[Saved data entries]
____________________

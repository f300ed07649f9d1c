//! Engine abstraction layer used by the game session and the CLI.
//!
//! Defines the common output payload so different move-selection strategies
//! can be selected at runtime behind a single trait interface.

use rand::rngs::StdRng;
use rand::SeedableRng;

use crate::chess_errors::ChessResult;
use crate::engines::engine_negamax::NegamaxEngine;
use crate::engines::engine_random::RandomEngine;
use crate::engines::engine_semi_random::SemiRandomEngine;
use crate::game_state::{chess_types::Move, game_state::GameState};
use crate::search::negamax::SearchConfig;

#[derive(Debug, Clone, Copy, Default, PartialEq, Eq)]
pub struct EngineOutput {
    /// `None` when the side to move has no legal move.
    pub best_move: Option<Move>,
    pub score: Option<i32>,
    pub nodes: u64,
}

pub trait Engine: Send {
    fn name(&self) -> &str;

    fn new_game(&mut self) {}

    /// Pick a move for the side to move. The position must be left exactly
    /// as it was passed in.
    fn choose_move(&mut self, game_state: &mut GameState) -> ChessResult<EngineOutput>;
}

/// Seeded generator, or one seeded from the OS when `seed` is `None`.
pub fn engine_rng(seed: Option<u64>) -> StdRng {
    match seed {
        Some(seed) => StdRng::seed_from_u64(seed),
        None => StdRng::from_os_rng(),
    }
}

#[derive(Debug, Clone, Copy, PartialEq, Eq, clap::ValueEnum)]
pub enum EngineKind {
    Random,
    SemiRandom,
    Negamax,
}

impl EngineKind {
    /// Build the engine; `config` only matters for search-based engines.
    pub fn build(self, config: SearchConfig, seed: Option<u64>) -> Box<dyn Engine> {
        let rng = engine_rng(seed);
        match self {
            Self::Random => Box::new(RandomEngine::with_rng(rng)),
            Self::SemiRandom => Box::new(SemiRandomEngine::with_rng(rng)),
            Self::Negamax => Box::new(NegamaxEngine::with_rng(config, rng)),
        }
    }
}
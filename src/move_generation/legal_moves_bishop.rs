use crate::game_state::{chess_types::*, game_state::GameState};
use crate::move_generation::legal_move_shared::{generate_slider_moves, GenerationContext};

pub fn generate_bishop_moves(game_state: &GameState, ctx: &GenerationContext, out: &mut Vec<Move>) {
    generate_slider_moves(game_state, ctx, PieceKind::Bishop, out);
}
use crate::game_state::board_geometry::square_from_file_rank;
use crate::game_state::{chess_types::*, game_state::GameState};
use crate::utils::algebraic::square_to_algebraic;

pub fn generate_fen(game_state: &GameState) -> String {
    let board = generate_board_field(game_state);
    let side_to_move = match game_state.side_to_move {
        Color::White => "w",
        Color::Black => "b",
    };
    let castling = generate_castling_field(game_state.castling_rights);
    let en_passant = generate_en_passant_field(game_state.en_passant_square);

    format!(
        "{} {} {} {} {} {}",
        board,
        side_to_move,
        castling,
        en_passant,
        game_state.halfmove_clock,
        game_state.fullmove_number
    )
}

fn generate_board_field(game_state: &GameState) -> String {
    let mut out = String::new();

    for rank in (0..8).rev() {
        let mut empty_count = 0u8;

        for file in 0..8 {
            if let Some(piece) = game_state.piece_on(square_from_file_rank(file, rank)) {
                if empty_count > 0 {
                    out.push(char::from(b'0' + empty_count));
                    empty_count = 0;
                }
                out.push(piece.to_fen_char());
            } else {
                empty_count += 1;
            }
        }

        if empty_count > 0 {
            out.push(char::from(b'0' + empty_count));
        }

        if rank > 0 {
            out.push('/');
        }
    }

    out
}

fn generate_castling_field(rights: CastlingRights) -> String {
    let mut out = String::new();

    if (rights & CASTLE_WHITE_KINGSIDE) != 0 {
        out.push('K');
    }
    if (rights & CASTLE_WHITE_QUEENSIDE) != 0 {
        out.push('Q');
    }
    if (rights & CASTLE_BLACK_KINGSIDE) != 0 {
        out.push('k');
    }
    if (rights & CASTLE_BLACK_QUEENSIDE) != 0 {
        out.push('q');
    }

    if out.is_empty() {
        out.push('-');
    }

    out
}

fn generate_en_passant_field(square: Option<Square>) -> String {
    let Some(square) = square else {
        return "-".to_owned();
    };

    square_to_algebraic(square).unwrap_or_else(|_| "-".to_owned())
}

____________________

Would you print, exactly as written, every line above from the one holding "Seeded generator, or" through the one holding "for search-based engines.", with both included and no other lines?

/// Seeded generator, or one seeded from the OS when `seed` is `None`.
pub fn engine_rng(seed: Option<u64>) -> StdRng {
    match seed {
        Some(seed) => StdRng::seed_from_u64(seed),
        None => StdRng::from_os_rng(),
    }
}

#[derive(Debug, Clone, Copy, PartialEq, Eq, clap::ValueEnum)]
pub enum EngineKind {
    Random,
    SemiRandom,
    Negamax,
}

impl EngineKind {
    /// Build the engine; `config` only matters for search-based engines.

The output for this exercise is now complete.